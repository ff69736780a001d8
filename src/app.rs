use eframe::egui;

use crate::state::AppState;
use crate::ui::{map, panels, plot, table};

// ---------------------------------------------------------------------------
// eframe App implementation
// ---------------------------------------------------------------------------

pub struct RailwayDashboardApp {
    pub state: AppState,
}

impl RailwayDashboardApp {
    pub fn new(state: AppState) -> Self {
        Self { state }
    }
}

impl eframe::App for RailwayDashboardApp {
    fn update(&mut self, ctx: &egui::Context, _frame: &mut eframe::Frame) {
        // ---- Top panel: menu bar ----
        egui::TopBottomPanel::top("top_bar").show(ctx, |ui| {
            panels::top_bar(ui, &mut self.state);
        });

        // ---- Left side panel: filters + map options ----
        egui::SidePanel::left("filter_panel")
            .default_width(240.0)
            .resizable(true)
            .show(ctx, |ui| {
                panels::side_panel(ui, &mut self.state);
            });

        // ---- Central panel: KPIs, charts, map, records ----
        egui::CentralPanel::default().show(ctx, |ui| {
            egui::ScrollArea::vertical()
                .auto_shrink([false, false])
                .show(ui, |ui| {
                    let state = &self.state;

                    ui.heading("Key Performance Indicators");
                    plot::kpi_cards(ui, &state.aggregates);
                    ui.add_space(8.0);

                    ui.heading("Visualizations");
                    ui.columns(2, |cols| {
                        plot::station_revenue_chart(
                            &mut cols[0],
                            "departure_revenue",
                            "Revenue by Departure Station",
                            &state.aggregates.departure_revenue,
                        );
                        plot::class_price_box_plot(&mut cols[1], state);
                    });
                    ui.columns(2, |cols| {
                        plot::status_chart(&mut cols[0], state);
                        plot::station_revenue_chart(
                            &mut cols[1],
                            "arrival_revenue",
                            "Top 10 Arrival Stations by Revenue",
                            &state.aggregates.arrival_revenue,
                        );
                    });
                    ui.add_space(8.0);

                    ui.heading("Geographical Map with Routes");
                    map::route_map(ui, state);
                    ui.add_space(8.0);

                    ui.heading("Records");
                    table::record_table(ui, state);
                });
        });
    }
}
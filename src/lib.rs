//! Filtering and aggregation of UK railway ticket sales for the dashboard.

pub mod config;
pub mod data;
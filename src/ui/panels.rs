use eframe::egui::{self, Color32, RichText, ScrollArea, Ui};
use railway_dashboard::data::filter::FILTER_COLUMNS;

use crate::state::AppState;

// ---------------------------------------------------------------------------
// Left side panel – filter widgets
// ---------------------------------------------------------------------------

/// Render the left filter panel.
pub fn side_panel(ui: &mut Ui, state: &mut AppState) {
    ui.heading("🚆 UK Railway Dashboard");
    ui.add_space(4.0);

    ui.heading("Filters");
    ui.separator();

    // Clone what we need so we can mutate state inside the loop.
    let options = state.pipeline.options().clone();

    ScrollArea::vertical()
        .auto_shrink([false, false])
        .show(ui, |ui: &mut Ui| {
            // ---- Per-column multiselects (collapsible) ----
            for column in FILTER_COLUMNS {
                let values = options.values(column);
                if values.is_empty() {
                    continue;
                }

                let n_selected = state.criteria.selection(column).map_or(0, |s| s.len());
                let header_text = if n_selected == 0 {
                    format!("{column}  (all)")
                } else {
                    format!("{column}  ({n_selected}/{})", values.len())
                };

                egui::CollapsingHeader::new(RichText::new(header_text).strong())
                    .id_salt(column.header())
                    .default_open(false)
                    .show(ui, |ui: &mut Ui| {
                        if ui.small_button("Clear").clicked() {
                            state.clear_filter(column);
                        }

                        for value in values {
                            let mut checked = state.criteria.is_selected(column, value);
                            if ui.checkbox(&mut checked, value.as_str()).changed() {
                                state.toggle_filter_value(column, value);
                            }
                        }
                    });
            }

            if !state.criteria.is_empty() && ui.button("Clear all filters").clicked() {
                state.clear_all_filters();
            }

            ui.add_space(8.0);
            ui.heading("Map Options");
            ui.separator();
            ui.checkbox(&mut state.show_points, "Show Points");
            ui.checkbox(&mut state.show_routes, "Show Routes");
        });
}

// ---------------------------------------------------------------------------
// Top bar
// ---------------------------------------------------------------------------

/// Render the top menu / toolbar.
pub fn top_bar(ui: &mut Ui, state: &mut AppState) {
    egui::menu::bar(ui, |ui: &mut Ui| {
        ui.menu_button("File", |ui: &mut Ui| {
            if ui.button("Export filtered records…").clicked() {
                export_records_dialog(state);
                ui.close_menu();
            }
            if ui.button("Export summary…").clicked() {
                export_summary_dialog(state);
                ui.close_menu();
            }
        });

        ui.separator();

        ui.label(format!(
            "{} records loaded, {} visible",
            state.pipeline.len(),
            state.visible_indices.len()
        ));

        if let Some(msg) = &state.status_message {
            ui.separator();
            let color = if msg.starts_with("Error") {
                Color32::RED
            } else {
                Color32::GRAY
            };
            ui.label(RichText::new(msg).color(color));
        }
    });
}

// ---------------------------------------------------------------------------
// File dialogs
// ---------------------------------------------------------------------------

pub fn export_records_dialog(state: &mut AppState) {
    let file = rfd::FileDialog::new()
        .set_title("Export filtered records")
        .add_filter("CSV", &["csv"])
        .set_file_name("railway_filtered.csv")
        .save_file();

    if let Some(path) = file {
        state.export_records(&path);
    }
}

pub fn export_summary_dialog(state: &mut AppState) {
    let file = rfd::FileDialog::new()
        .set_title("Export summary")
        .add_filter("JSON", &["json"])
        .set_file_name("railway_summary.json")
        .save_file();

    if let Some(path) = file {
        state.export_summary(&path);
    }
}
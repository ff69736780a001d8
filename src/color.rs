use std::collections::BTreeMap;

use eframe::egui::Color32;
use palette::{Hsl, IntoColor, Srgb};

// ---------------------------------------------------------------------------
// Color palettes
// ---------------------------------------------------------------------------

/// Red, dark red, light coral: the journey status pie colours.
pub const STATUS_PALETTE: [Color32; 3] = [
    Color32::from_rgb(255, 0, 0),
    Color32::from_rgb(139, 0, 0),
    Color32::from_rgb(240, 128, 128),
];

/// `n` distinct reds: hues spread over ±30° around red, lightness stepping
/// down so neighbours stay apart.
pub fn generate_palette(n: usize) -> Vec<Color32> {
    (0..n)
        .map(|i| {
            let t = if n > 1 { i as f32 / (n - 1) as f32 } else { 0.0 };
            let hue = -30.0 + 60.0 * t;
            let lightness = 0.65 - 0.3 * t;
            let hsl = Hsl::new(hue, 0.75, lightness);
            let rgb: Srgb = hsl.into_color();
            Color32::from_rgb(
                (rgb.red * 255.0) as u8,
                (rgb.green * 255.0) as u8,
                (rgb.blue * 255.0) as u8,
            )
        })
        .collect()
}

// ---------------------------------------------------------------------------
// Color mapping: category label → Color32
// ---------------------------------------------------------------------------

/// Maps the labels of a categorical column (statuses, classes) to distinct
/// colours.
#[derive(Debug, Clone)]
pub struct ColorMap {
    mapping: BTreeMap<String, Color32>,
    default_color: Color32,
}

impl ColorMap {
    /// Assign generated colours to labels in the order given.
    pub fn new<'a>(labels: impl IntoIterator<Item = &'a str>) -> Self {
        Self::with_base(labels, &[])
    }

    /// Use `base` colours for the first labels, generated ones after that.
    pub fn with_base<'a>(labels: impl IntoIterator<Item = &'a str>, base: &[Color32]) -> Self {
        let labels: Vec<&str> = labels.into_iter().collect();
        let extra = generate_palette(labels.len().saturating_sub(base.len()));
        let palette: Vec<Color32> = base.iter().copied().chain(extra).collect();
        let mapping = labels
            .into_iter()
            .zip(palette)
            .map(|(label, c)| (label.to_string(), c))
            .collect();

        ColorMap {
            mapping,
            default_color: Color32::GRAY,
        }
    }

    /// Look up the colour for a label; unknown labels are grey.
    pub fn color_for(&self, label: &str) -> Color32 {
        self.mapping
            .get(label)
            .copied()
            .unwrap_or(self.default_color)
    }
}
/// Data layer: core types, loading, geo-join, filtering and aggregation.
///
/// Architecture:
/// ```text
///   railway.csv
///        │
///        ▼
///   ┌──────────┐
///   │  loader   │  parse file → TicketDataset (or DataUnavailable)
///   └──────────┘
///        │
///        ▼
///   ┌──────────┐
///   │   geo     │  join station coordinates → Vec<EnrichedRecord>
///   └──────────┘
///        │                         ┐
///        ▼                         │
///   ┌──────────┐                   │
///   │  filter   │  FilterCriteria  │  Pipeline::run,
///   └──────────┘                   │  once per filter change
///        │                         │
///        ▼                         │
///   ┌───────────┐                  │
///   │ aggregate  │  KPIs + rollups │
///   └───────────┘                  ┘
/// ```

pub mod aggregate;
pub mod error;
pub mod export;
pub mod filter;
pub mod geo;
pub mod loader;
pub mod model;
pub mod pipeline;
pub mod stations;

pub use error::DataError;
pub use pipeline::{Pipeline, PipelineOutput};
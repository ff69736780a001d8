pub mod map;
pub mod panels;
pub mod plot;
pub mod table;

_Exercise aim_.
Count every line of the records that holds "lightness". State the number, nothing else.

_Response_.
3